Indigenous rights organization Based in Mexico

The National Indigenous Congress (Congreso Nacional Indígena, CNI) is an organization of communities, nations, towns, neighbourhoods and Indigenous tribes of Mexico. In its own words, the CNI is "... a space of unity, reflection and organization of the Indigenous peoples of Mexico, promoting the integral reconstitution of the original peoples and the construction of a society in which all cultures, all the colors, all the towns that make up Mexico". Since its foundation, among several activities, five national congresses have been held.

==History==
===Background===
On January 1, 1994, the Zapatista Army of National Liberation (EZLN) rose up in arms after years of organization against dispossession, discrimination and being ignored. They were able to take five municipal headquarters in the states of Chiapas: Chanal, Altamirano, Las Margaritas, Ocosingo and San Cristóbal de las Casas, where it communicated the Sixth Declaration of the Lacandon Jungle that called on the people of Mexico to join their struggle. After the confrontation between the Mexican army and the EZLN, the people of Mexico took to the streets, stating that the causes of the uprising were just but expressing themselves in favor of peace and a resolution through dialogue.

The National Indigenous Congress (CNI), the first nationwide Indigenous congress ever held in Mexico, was founded on October 12, 1996, in Mexico City after a call from the EZLN, (Ejército Zapatista de Liberación Nacional) to all Indigenous peoples to participate in the Special National Forum on Indigenous Rights and Culture, as a follow-up to the San Andrés Accords.

There had been Indigenous congresses in single states such as San Cristóbal de las Casas, Chiapas in 1974, with noted local activists participating in the congresses, such as Guadalupe Vázquez. The appearance of the CNI was connected to the failure of the state of Mexico to implement the San Andrés Accords and a call by the EZLN to participate in a nationwide forum to find a common answer to questions of human rights and Indigenous culture.

===1st CNI (1996)===
Complete declaration (in Spanish) see: I Congreso Nacional Indígena

After the decision to create the CNI in January 1996, the first National Indigenous Congress in Mexico City was convened from October 8– 12 of the same year. The EZLN received an invitation from the organizers of the event and, despite the climate of conflict generated by the Mexican State since 1994, Comandanta Ramona came as the EZLN representative. She was the first Zapatista to venture outside the borders of Chiapas arriving in the capital of the republic — Mexico City. From the Zócalo (public square), she announced: "I am the first of many steps of the Zapatistas to the Federal District and all the places of Mexico." In this same statement, Ramona spoke for the first time the phrase that is still used as a slogan by the CNI: "Never again a Mexico without us!"

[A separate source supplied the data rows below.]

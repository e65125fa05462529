// Copyright (c) 2025 Felix Kahle.
//
// Permission is hereby granted, free of charge, to any person obtaining
// a copy of this software and associated documentation files (the
// "Software"), to deal in the Software without restriction, including
// without limitation the rights to use, copy, modify, merge, publish,
// distribute, sublicense, and/or sell copies of the Software, and to
// permit persons to whom the Software is furnished to do so, subject to
// the following conditions:
//
// The above copyright notice and this permission notice shall be
// included in all copies or substantial portions of the Software.
//
// THE SOFTWARE IS PROVIDED "AS IS", WITHOUT WARRANTY OF ANY KIND,
// EXPRESS OR IMPLIED, INCLUDING BUT NOT LIMITED TO THE WARRANTIES OF
// MERCHANTABILITY, FITNESS FOR A PARTICULAR PURPOSE AND
// NONINFRINGEMENT. IN NO EVENT SHALL THE AUTHORS OR COPYRIGHT HOLDERS BE
// LIABLE FOR ANY CLAIM, DAMAGES OR OTHER LIABILITY, WHETHER IN AN ACTION
// OF CONTRACT, TORT OR OTHERWISE, ARISING FROM, OUT OF OR IN CONNECTION
// WITH THE SOFTWARE OR THE USE OR OTHER DEALINGS IN THE SOFTWARE.

//! # Genetic Search
//!
//! A fixed-size population of genomes, one gene per planned course group:
//! the index of the chosen variant, or `None` for a skipped optional
//! group. Each generation selects parents by tournament, crosses them
//! over gene-wise, and mutates single genes. Offspring are *repaired*
//! during decoding (a mandatory gene that violates the caps falls back
//! to the group's first admissible variant, a violating optional gene is
//! dropped); offspring that cannot be repaired (no admissible variant
//! for a mandatory group) are discarded and regenerated, so the
//! population never holds an invalid individual.
//!
//! Fitness is the shared evaluator score; every decoded individual also
//! feeds the bounded candidate pool, whose ranked top `max_results` is
//! the returned result. Runs are reproducible: all randomness flows from
//! a `ChaCha8Rng` seeded with `config.seed`.

use rand::{Rng, SeedableRng};
use rand_chacha::ChaCha8Rng;
use tabula_model::{
    catalog::Catalog,
    config::{SearchConfig, Selection},
    conflict::ConflictIndex,
};
use tabula_search::{
    eval::{CandidatePool, Evaluator},
    monitor::{
        self,
        search_monitor::{SearchCommand, SearchMonitor},
    },
    result::{SearchOutcome, TerminationReason},
    scheduler::{Assignment, GroupPlan, Scheduler},
    stats::SearchStatistics,
};

/// Tournament size for parent selection.
const TOURNAMENT_SIZE: usize = 3;
/// Number of elite individuals copied unchanged into the next generation.
const ELITE: usize = 2;
/// Per-offspring probability of mutating one gene.
const MUTATION_RATE: f64 = 0.3;
/// Decode attempts per population slot before giving up on the slot.
const REPAIR_ATTEMPTS: usize = 16;

type Genome = Vec<Option<usize>>;

/// Population-based search over per-group variant genomes.
#[derive(Debug, Clone, Copy, Default, PartialEq, Eq)]
pub struct GeneticScheduler;

impl GeneticScheduler {
    #[inline]
    pub fn new() -> Self {
        Self
    }
}

struct Individual {
    genome: Genome,
    score: f64,
}

/// Decodes a genome into a valid assignment, repairing where possible.
///
/// Mandatory positions try the gene's variant first and fall back to the
/// remaining variants in listed order; if none fits the genome is
/// unrepairable and `None` is returned. Optional positions take the
/// gene's variant if it fits and are skipped otherwise. The genome is
/// rewritten to reflect the repaired assignment.
fn decode(
    catalog: &Catalog,
    conflicts: &ConflictIndex,
    config: &SearchConfig,
    plan: &GroupPlan,
    genome: &mut Genome,
) -> Option<Assignment> {
    let mut assignment = Assignment::new(catalog.num_sections(), plan.len());

    for (position, planned) in plan.groups().iter().enumerate() {
        let variants = catalog.group(planned.group).sections();

        if planned.mandatory {
            let preferred = genome[position].unwrap_or(0).min(variants.len() - 1);
            let mut chosen = None;
            // Preferred variant first, then the rest in listed order.
            for v in std::iter::once(preferred)
                .chain((0..variants.len()).filter(|&v| v != preferred))
            {
                if assignment.try_choose(catalog, conflicts, config, position, variants[v]) {
                    chosen = Some(v);
                    break;
                }
            }
            genome[position] = Some(chosen?);
        } else {
            match genome[position] {
                Some(v) if v < variants.len() => {
                    if !assignment.try_choose(catalog, conflicts, config, position, variants[v])
                    {
                        genome[position] = None;
                    }
                }
                _ => genome[position] = None,
            }
        }
    }

    Some(assignment)
}

fn random_genome(rng: &mut ChaCha8Rng, catalog: &Catalog, plan: &GroupPlan) -> Genome {
    plan.groups()
        .iter()
        .map(|planned| {
            let num_variants = catalog.group(planned.group).num_variants();
            if planned.mandatory {
                Some(rng.random_range(0..num_variants))
            } else if rng.random_bool(0.5) {
                Some(rng.random_range(0..num_variants))
            } else {
                None
            }
        })
        .collect()
}

fn crossover(rng: &mut ChaCha8Rng, a: &Genome, b: &Genome) -> Genome {
    a.iter()
        .zip(b.iter())
        .map(|(&ga, &gb)| if rng.random_bool(0.5) { ga } else { gb })
        .collect()
}

fn mutate(rng: &mut ChaCha8Rng, catalog: &Catalog, plan: &GroupPlan, genome: &mut Genome) {
    let position = rng.random_range(0..genome.len());
    let planned = plan.groups()[position];
    let num_variants = catalog.group(planned.group).num_variants();

    if planned.mandatory {
        genome[position] = Some(rng.random_range(0..num_variants));
    } else if genome[position].is_some() && rng.random_bool(0.5) {
        // Toggle the optional course off.
        genome[position] = None;
    } else {
        genome[position] = Some(rng.random_range(0..num_variants));
    }
}

/// Tournament selection: the fittest of `TOURNAMENT_SIZE` uniform draws.
fn select<'a>(rng: &mut ChaCha8Rng, population: &'a [Individual]) -> &'a Individual {
    let mut best = &population[rng.random_range(0..population.len())];
    for _ in 1..TOURNAMENT_SIZE {
        let contender = &population[rng.random_range(0..population.len())];
        if contender.score > best.score {
            best = contender;
        }
    }
    best
}

impl Scheduler for GeneticScheduler {
    fn name(&self) -> &str {
        "genetic"
    }

    fn generate(
        &mut self,
        catalog: &Catalog,
        conflicts: &ConflictIndex,
        selection: &Selection,
        config: &SearchConfig,
    ) -> SearchOutcome {
        // Population strategies report only new global bests, so the
        // default stack is a pure time budget; `max_results` is applied
        // by the final ranking.
        let mut monitor = monitor::time_budget(config);
        self.generate_with_monitor(catalog, conflicts, selection, config, &mut monitor)
    }

    fn generate_with_monitor(
        &mut self,
        catalog: &Catalog,
        conflicts: &ConflictIndex,
        selection: &Selection,
        config: &SearchConfig,
        monitor: &mut dyn SearchMonitor,
    ) -> SearchOutcome {
        let start_time = std::time::Instant::now();
        let mut stats = SearchStatistics::default();

        let Some(plan) = GroupPlan::resolve(catalog, selection) else {
            stats.set_duration(start_time.elapsed());
            return SearchOutcome::empty(TerminationReason::Exhausted, stats);
        };

        monitor.on_enter_search(catalog);
        let evaluator = Evaluator::new();
        let mut rng = ChaCha8Rng::seed_from_u64(config.seed);
        let mut pool = CandidatePool::new(config.max_results);
        let mut best_score = f64::NEG_INFINITY;
        let mut aborted: Option<String> = None;

        // Initial population. If no genome decodes, the mandatory set is
        // infeasible under the caps and the search is over.
        let mut population: Vec<Individual> = Vec::with_capacity(config.population_size);
        for _ in 0..config.population_size {
            for _ in 0..REPAIR_ATTEMPTS {
                let mut genome = random_genome(&mut rng, catalog, &plan);
                if let Some(assignment) = decode(catalog, conflicts, config, &plan, &mut genome)
                {
                    let candidate = assignment.to_candidate(catalog, config, &evaluator);
                    let score = candidate.score();
                    if score > best_score {
                        best_score = score;
                        monitor.on_candidate_found(&candidate);
                    }
                    stats.on_candidate();
                    pool.push(catalog, candidate);
                    population.push(Individual { genome, score });
                    break;
                }
                stats.on_pruned();
            }
        }

        if population.is_empty() {
            stats.set_duration(start_time.elapsed());
            monitor.on_exit_search();
            return SearchOutcome::empty(TerminationReason::Exhausted, stats);
        }

        'generations: for _ in 0..config.generations {
            monitor.on_step();
            stats.on_step();
            if let SearchCommand::Terminate(reason) = monitor.search_command() {
                aborted = Some(reason);
                break 'generations;
            }

            // Deterministic fitness order; ties by genome keep the sort
            // independent of discovery order.
            population.sort_by(|a, b| {
                b.score
                    .total_cmp(&a.score)
                    .then_with(|| a.genome.cmp(&b.genome))
            });

            let mut next: Vec<Individual> = Vec::with_capacity(config.population_size);
            for elite in population.iter().take(ELITE) {
                next.push(Individual {
                    genome: elite.genome.clone(),
                    score: elite.score,
                });
            }

            let mut attempts = 0usize;
            while next.len() < config.population_size
                && attempts < config.population_size * REPAIR_ATTEMPTS
            {
                attempts += 1;

                let mut genome = {
                    let mother = select(&mut rng, &population);
                    let father = select(&mut rng, &population);
                    crossover(&mut rng, &mother.genome, &father.genome)
                };
                if rng.random_bool(MUTATION_RATE) {
                    mutate(&mut rng, catalog, &plan, &mut genome);
                }

                let Some(assignment) = decode(catalog, conflicts, config, &plan, &mut genome)
                else {
                    stats.on_pruned();
                    continue;
                };

                let candidate = assignment.to_candidate(catalog, config, &evaluator);
                let score = candidate.score();
                if score > best_score {
                    best_score = score;
                    monitor.on_candidate_found(&candidate);
                }
                stats.on_candidate();
                pool.push(catalog, candidate);
                next.push(Individual { genome, score });
            }

            population = next;
        }

        stats.set_duration(start_time.elapsed());
        monitor.on_exit_search();

        let reason = match aborted {
            Some(reason) => TerminationReason::Aborted(reason),
            None => TerminationReason::Exhausted,
        };
        SearchOutcome::new(pool.into_ranked(catalog), reason, stats)
    }
}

The final declaration of the congress expressed the main areas of agreement in a resolution document containing demands and proposals. These were briefly... the recognition of all our social, political and cultural rights for the affirmation, flourishing and lasting of our communities and peoples. (...) the immediate and complete fulfillment of the Agreements of Table 1 on Indigenous Rights and Culture of the San Andrés Dialogue, (...) the demilitarization of the indigenous areas of the country. " As proposals were briefly outlined "Move towards a new Constitution that, with the effective participation of everyone, will include an inclusive and plural project ... [and] ... intensify the struggle for the satisfaction of our pending demands.

===2nd CNI (1998)===
Complete declaration (in Spanish) see: II Congreso Nacional Indígena

The II National Indigenous Congress was held from October 9–11, 1998, in the Zócalo of Mexico City with the participation of 525 delegates, 102 organizations, 20 states of the Republic, as well as representatives from Ecuador, Bolivia, Chile, Argentina, Peru, Panama, Guatemala and El Salvador.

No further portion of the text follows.